É um som amplo, definido por espaços, esculpido com segurança. Não se trata, é certo,
de uma banda aflita em busca das últimas novidades. Estamos
em terreno sólido,
autodeterminado,
de estetas tomados
de razão. Aqui, o que
se convencionou
chamar de rock and
roll ganha outro nome, de apenas quatro letras: arte.
A canção se chama "Revenge Wears no
Wristwatch", tem gosto de século 21 e combina influências de maneira tão brutalmente explosiva que o melhor adjetivo para defini-la é
mesmo "moderna". O nome da banda é
Walkmen. Ela faz parte da novíssima cena de
Nova York, que tantos olhos atrai hoje em dia.
Mais do que outros contemporâneos/conterrâneos seus, como Strokes e Yeah Yeah
Yeahs, os Walkmen derramaram sangue pelo
labirintos do rock independente, que quase
nunca levam ao sucesso. Três de seus componentes vieram do grupo Jonathan Fire*Eater,
que havia sido escalado, em um contrato milionário com a Dreamworks, como o grande
sucesso "indie" do final dos anos 90. Assim
como havia acontecido anos antes com outro
grupo independente de sólida reputação, o
Girls Against Boys, o fracasso foi avassalador.
Dos escombros do "big business", no entanto, obteve-se algum dinheiro e, com ele, foi
construído um estúdio no Harlem, encomendado em cada detalhe pelos ex-Jonathan Fire*Eater, agora Walkmen.

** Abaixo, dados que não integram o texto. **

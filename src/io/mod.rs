//! Case I/O: token input and framed per-case output

mod input;
mod output;

pub use input::Input;
pub use output::{Output, PeriodicGate};

use std::fs::File;
use std::io::{BufReader, BufWriter, Write};
use std::path::Path;

use crate::common::{Error, Result};

/// Input reader and output sink of a session
///
/// Moved into the worker for the duration of a case and handed back with
/// the completion signal, so exactly one thread owns them at a time.
pub struct CaseIo {
    pub input: Input,
    pub sink: Box<dyn Write + Send>,
}

impl CaseIo {
    /// Open the input file and create (truncate) the output file
    pub fn open(input: &Path, output: &Path) -> Result<Self> {
        let input_file = File::open(input).map_err(|e| Error::input_open(input, e))?;
        let output_file = File::create(output).map_err(|e| Error::output_create(output, e))?;
        Ok(Self {
            input: Input::new(BufReader::new(input_file)),
            sink: Box::new(BufWriter::new(output_file)),
        })
    }
}
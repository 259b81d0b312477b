//! Case runner: executes one case and supervises it
//!
//! The solver runs on a blocking worker. After the solver returns, the
//! worker compares the answer with the reference, flushes the case to the
//! output file and sends the completion signal, in that order. The
//! supervisor reacts to timers until that signal arrives and never acts on
//! a timer afterwards, even one that fell due while the signal was pending.

use std::any::Any;
use std::panic::{self, AssertUnwindSafe};
use std::path::PathBuf;
use std::sync::Arc;
use std::time::{Duration, Instant};

use tokio::sync::oneshot;

use crate::chart;
use crate::common::config::{ChartConfig, Config, Timers};
use crate::common::paths::CasePaths;
use crate::common::{Error, Result};
use crate::io::{CaseIo, Output, PeriodicGate};
use crate::profiling::Profiler;
use crate::reference::{self, ReferenceAnswers};

use super::timers::{TimerEvent, TimerSet};
use super::Solver;

/// Result of comparing a case with its reference answer
#[derive(Debug, Clone, Copy, PartialEq, Eq)]
pub enum Verdict {
    /// No reference answer for this case
    Unchecked,
    Matched,
    Mismatched,
}

/// How the profiling window of a case ended
#[derive(Debug, Clone, Copy, PartialEq, Eq)]
pub enum ProfileOutcome {
    /// The case finished before the profile-start timer
    NotStarted,
    /// The profile-stop timer closed the window
    StoppedByTimer,
    /// The case finished inside the window and teardown closed it
    StoppedAtTeardown,
}

/// What happened while running one case
#[derive(Debug, Clone)]
pub struct CaseReport {
    pub case: usize,
    pub elapsed: Duration,
    /// Whether the long-calculation warning fired
    pub warned: bool,
    pub heartbeats: u32,
    pub profile: ProfileOutcome,
    pub verdict: Verdict,
    /// Chart written for this case, if any
    pub chart: Option<PathBuf>,
}

impl CaseReport {
    fn new(case: usize) -> Self {
        Self {
            case,
            elapsed: Duration::ZERO,
            warned: false,
            heartbeats: 0,
            profile: ProfileOutcome::NotStarted,
            verdict: Verdict::Unchecked,
            chart: None,
        }
    }
}

/// Everything the worker hands back with the completion signal
struct Completion {
    io: CaseIo,
    output: Output,
    verdict: Verdict,
    result: Result<()>,
}

/// Worker side of a case
struct Worker {
    output: Output,
    reference: Option<Arc<ReferenceAnswers>>,
    fatal_on_mismatch: bool,
}

impl Worker {
    fn run(mut self, mut io: CaseIo, solver: Arc<dyn Solver>) -> Completion {
        let case = self.output.case();
        let solved = panic::catch_unwind(AssertUnwindSafe(|| {
            solver.solve(&mut io.input, &mut self.output)
        }));
        if let Err(payload) = solved {
            return Completion {
                io,
                output: self.output,
                verdict: Verdict::Unchecked,
                result: Err(Error::SolverPanicked {
                    case,
                    message: panic_message(payload.as_ref()),
                }),
            };
        }

        let verdict = self.compare();
        let result = if verdict == Verdict::Mismatched && self.fatal_on_mismatch {
            Err(Error::Mismatch { case })
        } else {
            self.output.flush_into(&mut io.sink)
        };

        Completion {
            io,
            output: self.output,
            verdict,
            result,
        }
    }

    fn compare(&self) -> Verdict {
        let case = self.output.case();
        let Some(answers) = &self.reference else {
            return Verdict::Unchecked;
        };
        match answers.check(case, self.output.answer()) {
            None => Verdict::Unchecked,
            Some(true) => Verdict::Matched,
            Some(false) => {
                let expected = answers.reference(case).unwrap_or_default();
                tracing::error!(
                    case,
                    expected = %reference::normalize(expected),
                    actual = %reference::normalize(self.output.answer()),
                    "Output mismatch"
                );
                Verdict::Mismatched
            }
        }
    }
}

fn panic_message(payload: &(dyn Any + Send)) -> String {
    if let Some(s) = payload.downcast_ref::<&str>() {
        s.to_string()
    } else if let Some(s) = payload.downcast_ref::<String>() {
        s.clone()
    } else {
        "unknown panic".to_string()
    }
}

/// Runs cases one at a time for a session
pub struct CaseRunner {
    paths: CasePaths,
    timers: Timers,
    profiling: bool,
    chart: ChartConfig,
    fatal_on_mismatch: bool,
    reference: Option<Arc<ReferenceAnswers>>,
    profiler: Profiler,
    periodic: PeriodicGate,
}

impl CaseRunner {
    pub fn new(
        paths: CasePaths,
        config: &Config,
        reference: Option<ReferenceAnswers>,
        profiler: Profiler,
    ) -> Self {
        Self {
            paths,
            timers: config.timers.clone(),
            profiling: config.profiling.enabled,
            chart: config.chart.clone(),
            fatal_on_mismatch: config.comparison.fatal_on_mismatch,
            reference: reference.map(Arc::new),
            profiler,
            periodic: PeriodicGate::new(),
        }
    }

    /// Run case `case` and hand the session I/O back once it completes
    #[tracing::instrument(skip(self, io, solver))]
    pub async fn run_case(
        &mut self,
        case: usize,
        io: CaseIo,
        solver: Arc<dyn Solver>,
    ) -> Result<(CaseIo, CaseReport)> {
        let started = Instant::now();
        let mut report = CaseReport::new(case);
        let mut timers = TimerSet::arm(&self.timers, self.profiling);

        let worker = Worker {
            output: Output::new(case, self.periodic.clone()),
            reference: self.reference.clone(),
            fatal_on_mismatch: self.fatal_on_mismatch,
        };
        let (done_tx, done_rx) = oneshot::channel();
        tokio::task::spawn_blocking(move || {
            let completion = worker.run(io, solver);
            // The supervisor only goes away on a fatal error
            let _ = done_tx.send(completion);
        });

        let completion = self.supervise(case, &mut timers, done_rx, &mut report).await?;

        // Sampling stops here; only the profile-stop timer analyzes
        drop(timers);
        self.periodic.reset();
        if self.profiler.stop()?.is_some() {
            report.profile = ProfileOutcome::StoppedAtTeardown;
        }

        let Completion {
            io,
            mut output,
            verdict,
            result,
        } = completion;
        report.verdict = verdict;
        result?;

        let points = output.take_points();
        if self.chart.enabled {
            let path = self.paths.chart(case);
            if chart::emit(&points, &path, self.chart.size_px)? {
                report.chart = Some(path);
            }
        }

        report.elapsed = started.elapsed();
        tracing::debug!(
            elapsed = %crate::common::format_duration(report.elapsed),
            verdict = ?report.verdict,
            "Case complete"
        );
        Ok((io, report))
    }

    /// React to timers until the completion signal arrives
    ///
    /// Completion is polled first, so a timer that is due once the worker
    /// has signalled is never acted on.
    async fn supervise(
        &mut self,
        case: usize,
        timers: &mut TimerSet,
        mut done_rx: oneshot::Receiver<Completion>,
        report: &mut CaseReport,
    ) -> Result<Completion> {
        loop {
            tokio::select! {
                biased;
                done = &mut done_rx => {
                    return done.map_err(|_| Error::WorkerLost { case });
                }
                event = timers.next() => {
                    self.on_timer(case, event, report).await?;
                }
            }
        }
    }

    async fn on_timer(
        &mut self,
        case: usize,
        event: TimerEvent,
        report: &mut CaseReport,
    ) -> Result<()> {
        match event {
            TimerEvent::Warning => {
                report.warned = true;
                tracing::warn!(case, "Long calculation");
            }
            TimerEvent::ProfileStart => {
                self.profiler.start(&self.paths.profile(case))?;
            }
            TimerEvent::ProfileStop => {
                if let Some(path) = self.profiler.stop()? {
                    report.profile = ProfileOutcome::StoppedByTimer;
                    let text = self.profiler.analyze(&path).await?;
                    if !text.is_empty() {
                        tracing::info!(case, "CPUProfile:\n{}", text);
                    }
                }
            }
            TimerEvent::Heartbeat => {
                report.heartbeats += 1;
                self.periodic.arm();
            }
        }
        Ok(())
    }

    /// Fail on any visualization that already exited unsuccessfully
    pub async fn reap_visualizers(&mut self) -> Result<()> {
        self.profiler.reap().await
    }

    /// Wait for all outstanding visualizations
    pub async fn drain_visualizers(&mut self) -> Result<()> {
        self.profiler.drain().await
    }
}
//! Test-case execution harness
//!
//! The session driver reads the case count and hands each case to the case
//! runner, which:
//! 1. Runs the solver on a blocking worker thread
//! 2. Supervises it against the stall-warning, profiling and heartbeat timers
//! 3. Tears the timers and any open profile down when the worker signals
//! 4. Emits the case's chart

mod runner;
mod session;
mod timers;

pub use runner::{CaseReport, CaseRunner, ProfileOutcome, Verdict};
pub use session::{Session, SessionSummary};
pub use timers::{TimerEvent, TimerSet};

use crate::io::{Input, Output};

/// User-supplied solver invoked once per case
///
/// Implemented for every `Fn(&mut Input, &mut Output)` closure.
pub trait Solver: Send + Sync + 'static {
    fn solve(&self, input: &mut Input, output: &mut Output);
}

impl<F> Solver for F
where
    F: Fn(&mut Input, &mut Output) + Send + Sync + 'static,
{
    fn solve(&self, input: &mut Input, output: &mut Output) {
        self(input, output)
    }
}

Resultou em um som metálico, glacial, nascido no exato ponto em que o Joy Division se
transformou em New Order, como já definiu
um crítico americano. No site oficial
(www.marcata.net), os cinco walkmen listam
como suas influências principais: Bruce
Springsteen, Randy Newman, Pogues, Cure,
Bjork, Smiths, Neil Young, John Lennon e,
claro, Joy Division.
A imprensa de língua inglesa se desdobra
para tentar classificar os Walkmen. O próprio
Joy Division, o Radiohead, e até concertos para piano de Chopin já foram evocados. Eu
acrescentaria mais um nome: Mercury Rev.
Referências que atestam a qualidade imponente do que fazem os Walkmen.
"Revenge Wears no Wristwatch", a canção
que motivou este texto, chegou a meu computador via Audiogalaxy, o sistema de troca
de música on-line fuzilado pela associação
das grandes gravadoras americanas na semana passada. Eu estava baixando outras faixas
quando o sistema foi tirado do ar.
Aguardamos com ansiedade a chegada de
alternativas com a mesma eficácia do AG. Assim como um mau negócio com a Dreamworks não derrubou os músicos do Jonathan
Fire*Eater, a sanha das grandes gravadoras
não vai matar a troca de arquivos pela internet. Em ambos os casos, o amor pela música
prevaleceu. Que seja sempre assim.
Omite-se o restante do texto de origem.